WORKING DATA>
-- Opening Marker --
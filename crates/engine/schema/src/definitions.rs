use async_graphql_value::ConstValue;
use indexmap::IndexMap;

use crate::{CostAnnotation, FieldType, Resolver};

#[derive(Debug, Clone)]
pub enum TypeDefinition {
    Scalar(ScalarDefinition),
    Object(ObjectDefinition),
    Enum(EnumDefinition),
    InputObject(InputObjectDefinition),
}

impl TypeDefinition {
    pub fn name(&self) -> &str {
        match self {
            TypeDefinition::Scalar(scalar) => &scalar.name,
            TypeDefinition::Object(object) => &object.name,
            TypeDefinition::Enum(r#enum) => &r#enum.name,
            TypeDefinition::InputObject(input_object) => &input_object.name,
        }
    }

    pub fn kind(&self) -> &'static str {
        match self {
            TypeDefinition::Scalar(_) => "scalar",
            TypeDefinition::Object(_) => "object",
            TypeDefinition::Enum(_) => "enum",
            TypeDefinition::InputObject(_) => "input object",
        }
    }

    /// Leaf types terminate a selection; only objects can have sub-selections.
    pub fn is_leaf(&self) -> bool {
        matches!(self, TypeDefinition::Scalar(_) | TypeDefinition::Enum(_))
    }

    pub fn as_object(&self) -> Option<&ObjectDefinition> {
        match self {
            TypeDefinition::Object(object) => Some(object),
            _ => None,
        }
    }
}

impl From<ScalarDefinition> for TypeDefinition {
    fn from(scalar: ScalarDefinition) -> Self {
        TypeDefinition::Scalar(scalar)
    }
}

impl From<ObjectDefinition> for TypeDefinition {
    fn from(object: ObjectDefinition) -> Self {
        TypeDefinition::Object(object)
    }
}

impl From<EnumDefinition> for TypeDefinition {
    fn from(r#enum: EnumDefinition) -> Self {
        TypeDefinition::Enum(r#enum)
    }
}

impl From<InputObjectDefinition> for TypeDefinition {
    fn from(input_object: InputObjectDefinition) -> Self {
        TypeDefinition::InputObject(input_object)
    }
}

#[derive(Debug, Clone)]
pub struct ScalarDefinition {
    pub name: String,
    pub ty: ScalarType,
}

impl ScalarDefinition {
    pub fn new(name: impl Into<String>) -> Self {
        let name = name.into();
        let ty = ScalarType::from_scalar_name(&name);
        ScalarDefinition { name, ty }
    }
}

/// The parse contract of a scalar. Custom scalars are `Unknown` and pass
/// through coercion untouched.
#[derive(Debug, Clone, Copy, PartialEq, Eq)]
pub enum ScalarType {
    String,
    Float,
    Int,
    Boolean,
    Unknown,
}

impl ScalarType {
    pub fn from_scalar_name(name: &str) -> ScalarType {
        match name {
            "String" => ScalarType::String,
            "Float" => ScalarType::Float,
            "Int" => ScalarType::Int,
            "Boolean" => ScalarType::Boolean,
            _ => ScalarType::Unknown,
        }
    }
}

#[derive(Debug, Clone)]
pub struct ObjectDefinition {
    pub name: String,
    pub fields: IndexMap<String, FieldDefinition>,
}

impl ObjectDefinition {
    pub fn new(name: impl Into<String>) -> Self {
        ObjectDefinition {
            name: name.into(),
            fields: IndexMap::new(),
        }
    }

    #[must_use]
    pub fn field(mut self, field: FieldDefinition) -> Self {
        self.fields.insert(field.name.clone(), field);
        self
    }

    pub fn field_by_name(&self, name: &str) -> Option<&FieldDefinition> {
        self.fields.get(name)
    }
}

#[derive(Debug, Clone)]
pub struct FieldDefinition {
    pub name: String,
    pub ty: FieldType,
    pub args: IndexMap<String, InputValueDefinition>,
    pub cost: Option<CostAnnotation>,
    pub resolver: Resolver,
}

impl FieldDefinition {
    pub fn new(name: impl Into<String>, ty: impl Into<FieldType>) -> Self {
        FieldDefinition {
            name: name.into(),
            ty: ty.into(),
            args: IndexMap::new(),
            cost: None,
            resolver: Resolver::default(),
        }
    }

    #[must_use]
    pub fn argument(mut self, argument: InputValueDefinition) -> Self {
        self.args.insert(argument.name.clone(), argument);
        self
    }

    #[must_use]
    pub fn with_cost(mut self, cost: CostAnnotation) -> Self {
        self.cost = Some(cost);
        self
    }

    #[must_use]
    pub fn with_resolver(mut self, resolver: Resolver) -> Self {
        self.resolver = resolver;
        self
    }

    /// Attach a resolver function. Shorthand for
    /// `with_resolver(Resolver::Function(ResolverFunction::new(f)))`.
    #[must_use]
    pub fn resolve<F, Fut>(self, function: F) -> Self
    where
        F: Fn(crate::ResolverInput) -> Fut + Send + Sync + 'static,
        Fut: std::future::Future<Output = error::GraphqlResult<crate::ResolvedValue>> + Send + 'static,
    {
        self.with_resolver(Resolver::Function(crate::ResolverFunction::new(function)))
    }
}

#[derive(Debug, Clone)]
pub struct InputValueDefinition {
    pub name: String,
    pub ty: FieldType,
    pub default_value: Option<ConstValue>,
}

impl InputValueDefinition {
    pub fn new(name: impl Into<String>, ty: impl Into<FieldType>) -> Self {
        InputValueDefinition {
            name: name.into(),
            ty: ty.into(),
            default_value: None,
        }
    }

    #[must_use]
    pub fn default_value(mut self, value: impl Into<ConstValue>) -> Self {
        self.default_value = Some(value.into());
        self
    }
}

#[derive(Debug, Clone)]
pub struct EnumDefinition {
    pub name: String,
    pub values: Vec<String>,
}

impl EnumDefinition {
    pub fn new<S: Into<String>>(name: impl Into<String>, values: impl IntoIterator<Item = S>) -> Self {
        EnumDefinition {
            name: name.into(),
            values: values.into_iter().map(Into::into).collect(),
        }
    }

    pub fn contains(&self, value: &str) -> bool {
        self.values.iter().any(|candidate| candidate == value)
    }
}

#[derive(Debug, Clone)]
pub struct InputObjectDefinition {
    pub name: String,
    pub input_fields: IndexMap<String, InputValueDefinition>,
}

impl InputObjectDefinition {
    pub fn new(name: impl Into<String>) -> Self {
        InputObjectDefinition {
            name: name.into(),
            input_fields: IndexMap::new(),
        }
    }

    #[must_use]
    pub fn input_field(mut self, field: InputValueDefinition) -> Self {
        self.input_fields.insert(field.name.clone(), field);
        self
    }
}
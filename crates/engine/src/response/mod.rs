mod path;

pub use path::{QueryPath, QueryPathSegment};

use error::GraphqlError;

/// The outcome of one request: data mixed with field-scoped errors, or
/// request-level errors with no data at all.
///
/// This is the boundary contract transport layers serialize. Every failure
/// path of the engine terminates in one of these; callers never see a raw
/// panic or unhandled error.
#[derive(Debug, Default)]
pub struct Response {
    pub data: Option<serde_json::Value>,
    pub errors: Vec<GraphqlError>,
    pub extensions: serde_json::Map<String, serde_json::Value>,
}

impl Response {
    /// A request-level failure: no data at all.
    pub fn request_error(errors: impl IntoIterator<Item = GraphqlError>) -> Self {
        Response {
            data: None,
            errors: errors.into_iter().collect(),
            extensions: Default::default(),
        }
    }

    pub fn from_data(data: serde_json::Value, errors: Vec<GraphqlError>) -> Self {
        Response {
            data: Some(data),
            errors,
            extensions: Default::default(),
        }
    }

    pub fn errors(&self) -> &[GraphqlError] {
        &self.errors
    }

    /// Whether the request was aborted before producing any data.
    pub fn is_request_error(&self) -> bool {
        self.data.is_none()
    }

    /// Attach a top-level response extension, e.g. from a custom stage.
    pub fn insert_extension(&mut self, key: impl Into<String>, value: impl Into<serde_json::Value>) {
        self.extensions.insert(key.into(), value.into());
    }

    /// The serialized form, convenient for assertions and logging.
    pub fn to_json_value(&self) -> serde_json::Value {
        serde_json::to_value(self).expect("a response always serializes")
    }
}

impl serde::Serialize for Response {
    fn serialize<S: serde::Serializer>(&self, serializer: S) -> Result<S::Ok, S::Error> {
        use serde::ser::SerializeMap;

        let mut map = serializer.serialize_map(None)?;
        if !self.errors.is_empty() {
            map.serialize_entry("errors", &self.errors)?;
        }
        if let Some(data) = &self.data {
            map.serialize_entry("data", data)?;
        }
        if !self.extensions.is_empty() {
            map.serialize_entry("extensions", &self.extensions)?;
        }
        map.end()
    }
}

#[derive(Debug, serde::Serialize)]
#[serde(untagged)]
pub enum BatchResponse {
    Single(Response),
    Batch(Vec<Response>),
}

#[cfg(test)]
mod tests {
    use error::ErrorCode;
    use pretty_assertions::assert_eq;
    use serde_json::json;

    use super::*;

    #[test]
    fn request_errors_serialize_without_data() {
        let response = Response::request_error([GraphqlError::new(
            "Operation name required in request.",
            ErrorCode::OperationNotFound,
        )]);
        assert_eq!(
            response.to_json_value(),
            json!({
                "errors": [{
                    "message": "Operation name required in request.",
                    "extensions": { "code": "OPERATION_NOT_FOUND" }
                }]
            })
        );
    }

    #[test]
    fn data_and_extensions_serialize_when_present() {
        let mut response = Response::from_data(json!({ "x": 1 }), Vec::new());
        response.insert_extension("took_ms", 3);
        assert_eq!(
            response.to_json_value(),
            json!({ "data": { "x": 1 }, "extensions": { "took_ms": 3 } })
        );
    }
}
-- Closing Marker --
TASK TO CARRY OUT>
Scan the data above for the word "ScalarType", then copy every line that holds it.

RESPONSE AREA>
    pub ty: ScalarType,
        let ty = ScalarType::from_scalar_name(&name);
pub enum ScalarType {
impl ScalarType {
    pub fn from_scalar_name(name: &str) -> ScalarType {
            "String" => ScalarType::String,
            "Float" => ScalarType::Float,
            "Int" => ScalarType::Int,
            "Boolean" => ScalarType::Boolean,
            _ => ScalarType::Unknown,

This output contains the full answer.